Borrell, on the Russian troops on the border with Ukraine: “They have not gone to tea”

“They have not met to have tea”, said Josep Borrell: “When you gather 140,000 soldiers on the border with Ukraine it is not to go to have tea”. This is how the head of European diplomacy described the crisis with Russia after his meeting with the US Secretary of State, Anthony Blinken, within the framework of the EU-US Energy Council, which had not met for four years.

The meeting has come after the joint statement between the president of the United States, Joe Biden, and the president of the European Commission, Ursula von der Leyen, to ensure the supply of gas in the EU if the crisis with Russia breaks out, one of the main gas suppliers to Europe, precisely through Ukraine and Belarus.

“We share a strong concern about the risk on the border between Ukraine and Russia,” said Borrell: “And we are certainly in the most dangerous moment for security in Europe since the end of the Cold War. But we believe that there is still room for diplomacy. We have to increase our efforts to avoid a great risk to peace and security. Mr. Lavrov [ministro de Exteriores ruso] has sent a letter to all members of the European Union asking that Russia’s security concerns be taken into consideration.

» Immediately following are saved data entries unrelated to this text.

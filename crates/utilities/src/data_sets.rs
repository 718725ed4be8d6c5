//! Occluder scenes shared by tests and benchmarks. Every scene answers `is_box_occluded(center, half_extent)`, so a closure
//! over a scene is a navigation world.

use svo_nav_core::prelude::*;

/// A solid ball.
#[derive(Clone, Copy, Debug)]
pub struct SphereScene {
    pub center: Point3f,
    pub radius: f32,
}

impl SphereScene {
    /// A ball centered in the cube `[0, edge_length]^3`, leaving one voxel of free space to each side.
    pub fn centered_in_cube(edge_length: f32, voxel_size: f32) -> Self {
        Self {
            center: Point3f::fill(edge_length * 0.5),
            radius: edge_length * 0.5 - voxel_size,
        }
    }

    /// True iff the box intersects the ball.
    pub fn is_box_occluded(&self, center: Point3f, half_extent: f32) -> bool {
        let lo = center - Point3f::fill(half_extent);
        let hi = center + Point3f::fill(half_extent);
        let closest = self.center.join(&lo).meet(&hi);

        closest.l2_distance_squared(&self.center) < self.radius * self.radius
    }

    pub fn contains(&self, p: Point3f) -> bool {
        p.l2_distance_squared(&self.center) < self.radius * self.radius
    }
}

/// A floor slab and a grid of pillars standing on it, inside the cube `[0, edge_length]^3`.
#[derive(Clone, Debug)]
pub struct PillarScene {
    pub boxes: Vec<Extent3f>,
}

impl PillarScene {
    pub fn new(edge_length: f32, pillars_per_side: i32, pillar_width: f32) -> Self {
        let floor_height = edge_length / 16.0;
        let mut boxes = vec![Extent3f::from_min_and_shape(
            Point3f::fill(0.0),
            PointN([edge_length, floor_height, edge_length]),
        )];

        let spacing = edge_length / pillars_per_side as f32;
        for i in 0..pillars_per_side {
            for k in 0..pillars_per_side {
                let x = (i as f32 + 0.5) * spacing - pillar_width * 0.5;
                let z = (k as f32 + 0.5) * spacing - pillar_width * 0.5;
                boxes.push(Extent3f::from_min_and_shape(
                    PointN([x, floor_height, z]),
                    PointN([pillar_width, edge_length * 0.75, pillar_width]),
                ));
            }
        }

        Self { boxes }
    }

    /// True iff the interior of the box overlaps the interior of any scene box.
    pub fn is_box_occluded(&self, center: Point3f, half_extent: f32) -> bool {
        let query = Extent3f::from_center_and_half_extent(center, Point3f::fill(half_extent));

        self.boxes.iter().any(|b| b.overlaps(&query))
    }

    pub fn contains(&self, p: Point3f) -> bool {
        self.boxes.iter().any(|b| b.minimum < p && p < b.max())
    }
}
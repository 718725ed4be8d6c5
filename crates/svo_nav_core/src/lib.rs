//! The core spatial types used to build and query sparse voxel octrees:
//! - `PointN`: an N-dimensional point, most importantly `Point3i` (lattice cells) and `Point3f` (world positions)
//! - `ExtentN`: an axis-aligned box, most importantly `Extent3i` (ranges of lattice cells) and `Extent3f` (world-space bounds)
//! - `Morton3`: the Z-order key of a lattice cell inside one octree layer
//! - `SignedAxis3`: one of the six face directions used for neighbor links

pub mod axis;
pub mod extent;
pub mod extent3;
pub mod morton;
pub mod point;
pub mod point3;

pub use axis::{Axis3, SignedAxis3};
pub use extent::{Extent3, Extent3f, Extent3i, ExtentN};
pub use morton::Morton3;
pub use point::{Distance, Point, PointN, SmallZero};
pub use point3::{Point3, Point3f, Point3i};

pub use num;

pub mod prelude {
    pub use super::{
        Axis3, Distance, Extent3, Extent3f, Extent3i, ExtentN, Morton3, Point, Point3, Point3f,
        Point3i, PointN, SignedAxis3, SmallZero,
    };
}
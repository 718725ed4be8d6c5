#![allow(clippy::new_without_default)]

//! Storage for the sparse voxel octree used by navigation queries.
//!
//! The octree is a stack of node layers. Layer 0 is the finest layer of nodes, and every layer 0 node owns one
//! `OctreeLeaf`, a 4x4x4 bitmask of occupied sub-cells. Nodes never point at each other directly. All references are
//! `OctreeLink` handles of the form `(layer, node index, sub-node index)`, which stay valid as long as the layer arrays are
//! not rebuilt, and which serialize as a single `u32`.
//!
//! The core storage types are:
//!   - `OctreeLink`: a 32-bit handle to a node or a leaf sub-cell
//!   - `OctreeLeaf`: the 64-bit occupancy mask of a leaf-layer voxel
//!   - `OctreeNode`: one node of any layer, with parent, first child and 6 face neighbor links
//!   - `OctreeData`: the per-layer node arrays and the leaf array of one bounded volume

pub mod leaf;
pub mod link;
pub mod node;
pub mod octree_data;

pub use leaf::*;
pub use link::*;
pub use node::*;
pub use octree_data::*;

/// The index of a node layer; 0 is the finest layer of nodes.
pub type LayerIndex = u8;
/// The index of a node within its layer's array.
pub type NodeIndex = u32;
/// The index of a leaf within the leaf array. Equal to the index of the owning layer 0 node.
pub type LeafIndex = u32;
/// The Morton code of a sub-cell within a leaf, in `[0, 64)`.
pub type SubNodeIndex = u8;
/// The Morton code of a node within its layer.
pub type MortonCode = u64;

pub mod prelude {
    pub use super::{
        LayerIndex, LeafIndex, MortonCode, NodeIndex, OctreeData, OctreeLeaf, OctreeLink,
        OctreeNode, SubNodeIndex, NEIGHBOR_COUNT,
    };
}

I am coordinating the response to this letter and insisting that there is still room for a diplomatic way out of the crisis.”

In this regard, Blinken added: “It’s not alarmism, it’s facts. We have to deal with the facts to make sure we’re fully prepared. And the facts are that we’ve seen Russian forces build up on Ukraine’s borders in recent months. That’s not happening in a vacuum. It’s happening in the context of what Russia already did in 2014 by invading Ukraine, seizing Crimea and creating a conflict in Donbas, which continues to this day. That’s what we’re seeing. That’s what we’re responding to. We’ve shown that we’re fully prepared to address those concerns reciprocally and to do so in full and very close coordination. But at the same time, given the facts that we’re seeing, given the history that we know We must be prepared for what may happen.”

What could happen, an attack of some kind by Russia on Ukraine in the context of the Kremlin, in turn, saying it feels threatened by the eastern expansion of NATO and its weapons, would trigger a series of sanctions that have not yet been advertised in detail. “When we talk about sanctions,” said Borrell, “we talk about personal sanctions, commercial and sectoral economic sanctions, and financial sanctions. We are not threatening anyone, but we want to make it clear what the consequences of some actions would be. From the Union European Union, we have a certain number of tools in the economic, commercial and financial field that could be mobilized and be very detrimental to the Russian economy.”

According to Blinken, “a high-impact, rapid-action response has been developed that would inflict heavy costs on the Russian economy and financial system, including significant sanctions and export controls that would have a long-term effect by denying Russia the technology it needs.” in key sectors.